Madeleine Peyroux, a French American, started her singing career by busking in Paris and working with the likes of The Riverboat Shufflers who are still delighting tourists at Ile St Louis there. She only has four albums to her name, no slight to her indisputable talent.
It is with some sadness then that I found myself disappointed at Sunday’s concert at the Usher Hall. Her repertoire was mostly very jazz based, new, self-composed songs. They were quite unlike her older stuff that drew me, and jazz is by no means my favourite genre of music so my feeling was of being underwhelmed.
Her four-piece band members are all accomplished musicians and this casually confident performer seems to hit new notes and chords with her rich distinctive voice but there was no magic in the Usher Hall. Her view of Scotland seemed a wee bit skewed and hard to read by the sober serious audience who only seemed to come to life when seeking an encore.
I have seen this joint jumping in the past so maybe it’s unfair to say that the venue was wrong, but I had the sense that a more intimate venue may have been more conducive to Madeleine’s style. There seemed to be a palpable lack of rapport between performer and most of the audience - a lack of spark.
Madeleine’s support act was Jo Mango and her band. Jo has been performing for ten years and must have started as a child as she appears very young and fresh. Her young versatile 2 piece band played a variety of unusual instruments interesting chords and Cutleresque sounds on some to accompany her clear-as-a-bell voice that sounded as though it would make pleasant quiet Sunday listening.
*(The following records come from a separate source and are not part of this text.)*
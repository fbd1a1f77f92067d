//! Study-material pipeline.
//!
//! Cleans source text, splits it into chunks, summarizes the chunks and
//! generates quiz text from the summary, spreading the requested number of
//! questions across chunks. Chunks are processed concurrently with bounded
//! parallelism and reassembled in their original order.

use std::sync::Arc;
use std::time::Duration;

use anyhow::{Context, Result};
use futures::stream::{FuturesUnordered, StreamExt};
use serde::{Deserialize, Serialize};
use tokio::sync::Semaphore;

use crate::error::ProviderError;
use crate::traits::{CompletionRequest, QuizGenerator, DEFAULT_SYSTEM_PROMPT};

/// Default maximum chunk length, in characters.
pub const DEFAULT_CHUNK_SIZE: usize = 2000;

/// Upper bound on the wait between two attempts.
const MAX_RETRY_DELAY: Duration = Duration::from_secs(60);

/// Separator placed between per-chunk outputs.
const CHUNK_SEPARATOR: &str = "\n\n";

/// Remove NUL characters and surrounding whitespace.
pub fn clean_text(text: &str) -> String {
    text.replace('\0', "").trim().to_string()
}

/// Pack whitespace-separated words greedily into chunks of at most
/// `max_len` characters, counting one separator character per word.
///
/// A word longer than `max_len` becomes a chunk of its own. Never returns
/// empty chunks.
pub fn chunk_text(text: &str, max_len: usize) -> Vec<String> {
    let mut chunks = Vec::new();
    let mut current: Vec<&str> = Vec::new();
    let mut current_len = 0usize;

    for word in text.split_whitespace() {
        let cost = word.chars().count() + 1;
        if !current.is_empty() && current_len + cost > max_len {
            chunks.push(current.join(" "));
            current.clear();
            current_len = 0;
        }
        current.push(word);
        current_len += cost;
    }

    if !current.is_empty() {
        chunks.push(current.join(" "));
    }

    chunks
}

/// Spread `total` questions across `chunks` as evenly as possible; earlier
/// chunks receive the remainder.
pub fn distribute_questions(total: usize, chunks: usize) -> Vec<usize> {
    if chunks == 0 {
        return Vec::new();
    }
    let base = total / chunks;
    let remainder = total % chunks;
    (0..chunks)
        .map(|i| if i < remainder { base + 1 } else { base })
        .collect()
}

fn summary_prompt(chunk: &str) -> String {
    format!("Summarize the following text into structured paragraphs:\n\n{chunk}")
}

const QUIZ_FORMAT: &str = "1. Question\nA. Option 1\nB. Option 2\nC. Option 3\nD. Option 4\nAnswer: Correct Option";

fn quiz_prompt(chunk: &str, num_questions: usize) -> String {
    format!(
        "Generate {num_questions} multiple-choice questions (MCQs) based on the following text. \
         Return the questions and answers in the format:\n{QUIZ_FORMAT}\n\n\
         Ensure clarity and relevance to the given content.\n\n{chunk}"
    )
}

fn topic_prompt(topic: &str, num_questions: usize) -> String {
    format!(
        "Generate {num_questions} multiple-choice questions (MCQs) on the topic '{topic}'. \
         Ensure each question has 4 options labeled A, B, C, and D, and provide the correct \
         answer after each question. Format:\n{QUIZ_FORMAT}"
    )
}

/// Summary plus quiz text produced from one source document.
#[derive(Debug, Clone, Serialize, Deserialize)]
pub struct StudyMaterial {
    pub summary: String,
    pub quiz: String,
}

/// Configuration for the study pipeline.
#[derive(Debug, Clone)]
pub struct PipelineConfig {
    /// Model passed to the generator.
    pub model: String,
    /// Sampling temperature.
    pub temperature: f64,
    /// Maximum chunk length in characters.
    pub chunk_size: usize,
    /// Maximum concurrent generator calls.
    pub parallelism: usize,
    /// Retries on transient generator errors.
    pub max_retries: u32,
    /// Delay between retries.
    pub retry_delay: Duration,
    /// Optional system prompt override.
    pub system_prompt_override: Option<String>,
}

impl Default for PipelineConfig {
    fn default() -> Self {
        Self {
            model: "llama3.2:latest".to_string(),
            temperature: 0.2,
            chunk_size: DEFAULT_CHUNK_SIZE,
            parallelism: 4,
            max_retries: 3,
            retry_delay: Duration::from_secs(1),
            system_prompt_override: None,
        }
    }
}

/// Drives a [`QuizGenerator`] to produce summaries and quiz text.
pub struct StudyPipeline {
    generator: Arc<dyn QuizGenerator>,
    config: PipelineConfig,
}

impl StudyPipeline {
    pub fn new(generator: Arc<dyn QuizGenerator>, config: PipelineConfig) -> Self {
        Self { generator, config }
    }

    /// Summarize `text` chunk by chunk.
    pub async fn summarize(&self, text: &str) -> Result<String> {
        let cleaned = clean_text(text);
        anyhow::ensure!(
            !cleaned.is_empty(),
            "the source text is empty or contains no readable text"
        );

        let chunks = chunk_text(&cleaned, self.config.chunk_size);
        anyhow::ensure!(!chunks.is_empty(), "no valid text chunks found for summarization");
        tracing::info!(chunks = chunks.len(), chars = cleaned.len(), "summarizing text");

        let prompts = chunks.iter().map(|c| summary_prompt(c)).collect();
        let summaries = self.complete_all(prompts).await?;
        Ok(summaries.join(CHUNK_SEPARATOR))
    }

    /// Generate quiz text for `summary`, asking for `num_questions` in total.
    pub async fn generate_quiz(&self, summary: &str, num_questions: usize) -> Result<String> {
        anyhow::ensure!(num_questions >= 1, "number of questions must be at least 1");

        let chunks = chunk_text(summary, self.config.chunk_size);
        anyhow::ensure!(!chunks.is_empty(), "summary is empty; nothing to build a quiz from");

        let distribution = distribute_questions(num_questions, chunks.len());
        tracing::info!(?distribution, "question distribution across chunks");

        let prompts = chunks
            .iter()
            .zip(&distribution)
            .filter(|&(_, &count)| count > 0)
            .map(|(chunk, &count)| quiz_prompt(chunk, count))
            .collect();
        let quizzes = self.complete_all(prompts).await?;
        Ok(quizzes.join(CHUNK_SEPARATOR))
    }

    /// Summarize `text`, then build a quiz from the summary.
    pub async fn process(&self, text: &str, num_questions: usize) -> Result<StudyMaterial> {
        let summary = self.summarize(text).await.context("summarization failed")?;
        let quiz = self
            .generate_quiz(&summary, num_questions)
            .await
            .context("quiz generation failed")?;
        Ok(StudyMaterial { summary, quiz })
    }

    /// Generate quiz text on a topic without any source document.
    pub async fn topic_quiz(&self, topic: &str, num_questions: usize) -> Result<String> {
        anyhow::ensure!(num_questions >= 1, "number of questions must be at least 1");
        tracing::info!(topic, num_questions, "generating topic quiz");
        self.complete_with_retry(topic_prompt(topic, num_questions)).await
    }

    /// Run every prompt with bounded concurrency, returning outputs in
    /// prompt order.
    async fn complete_all(&self, prompts: Vec<String>) -> Result<Vec<String>> {
        let semaphore = Semaphore::new(self.config.parallelism.max(1));
        let mut outputs: Vec<Option<String>> = vec![None; prompts.len()];
        let mut pending = FuturesUnordered::new();

        for (idx, prompt) in prompts.into_iter().enumerate() {
            let semaphore = &semaphore;
            pending.push(async move {
                let result = match semaphore.acquire().await {
                    Ok(_permit) => self.complete_with_retry(prompt).await,
                    Err(e) => Err(anyhow::anyhow!("generator pool closed: {e}")),
                };
                (idx, result)
            });
        }

        while let Some((idx, result)) = pending.next().await {
            let content = result.with_context(|| format!("chunk {} failed", idx + 1))?;
            tracing::debug!(chunk = idx + 1, chars = content.len(), "chunk complete");
            outputs[idx] = Some(content);
        }

        Ok(outputs.into_iter().flatten().collect())
    }

    /// Complete one prompt, retrying transient provider errors.
    async fn complete_with_retry(&self, prompt: String) -> Result<String> {
        let request = CompletionRequest {
            model: self.config.model.clone(),
            prompt,
            system_prompt: Some(
                self.config
                    .system_prompt_override
                    .clone()
                    .unwrap_or_else(|| DEFAULT_SYSTEM_PROMPT.to_string()),
            ),
            temperature: self.config.temperature,
        };

        // Doubles after every retry. A rate-limit hint replaces only the next wait.
        let mut backoff = self.config.retry_delay;
        let mut retry_delay = backoff;
        let mut last_error = None;

        for attempt in 0..=self.config.max_retries {
            if attempt > 0 {
                tracing::warn!(
                    generator = self.generator.name(),
                    attempt,
                    "retrying after {}ms",
                    retry_delay.as_millis()
                );
                tokio::time::sleep(retry_delay).await;
                backoff = (backoff * 2).min(MAX_RETRY_DELAY);
                retry_delay = backoff;
            }

            match self.generator.complete(&request).await {
                Ok(response) => return Ok(response.content.trim().to_string()),
                Err(e) => {
                    if let Some(provider_err) = e.downcast_ref::<ProviderError>() {
                        if provider_err.is_permanent() {
                            return Err(e);
                        }
                        if let Some(ms) = provider_err.retry_after_ms() {
                            retry_delay = Duration::from_millis(ms);
                        }
                    }
                    last_error = Some(e);
                }
            }
        }

        Err(last_error.unwrap_or_else(|| anyhow::anyhow!("generator returned no response")))
    }
}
She does have a vinyl album called Black Sun which looked very lovely – a work of art! She also features on a charity compilation CD, Love Letter to Japan that is available as a download on Bandcamp.
Jo is clearly accomplished but was nervous and unsure between songs, becoming confessional and apologetic on stage. Again, I felt the Usher Hall was not right for this artist who may blossom in a more intimate setting. Big venues needs more swagger, even if it’s quiet swagger.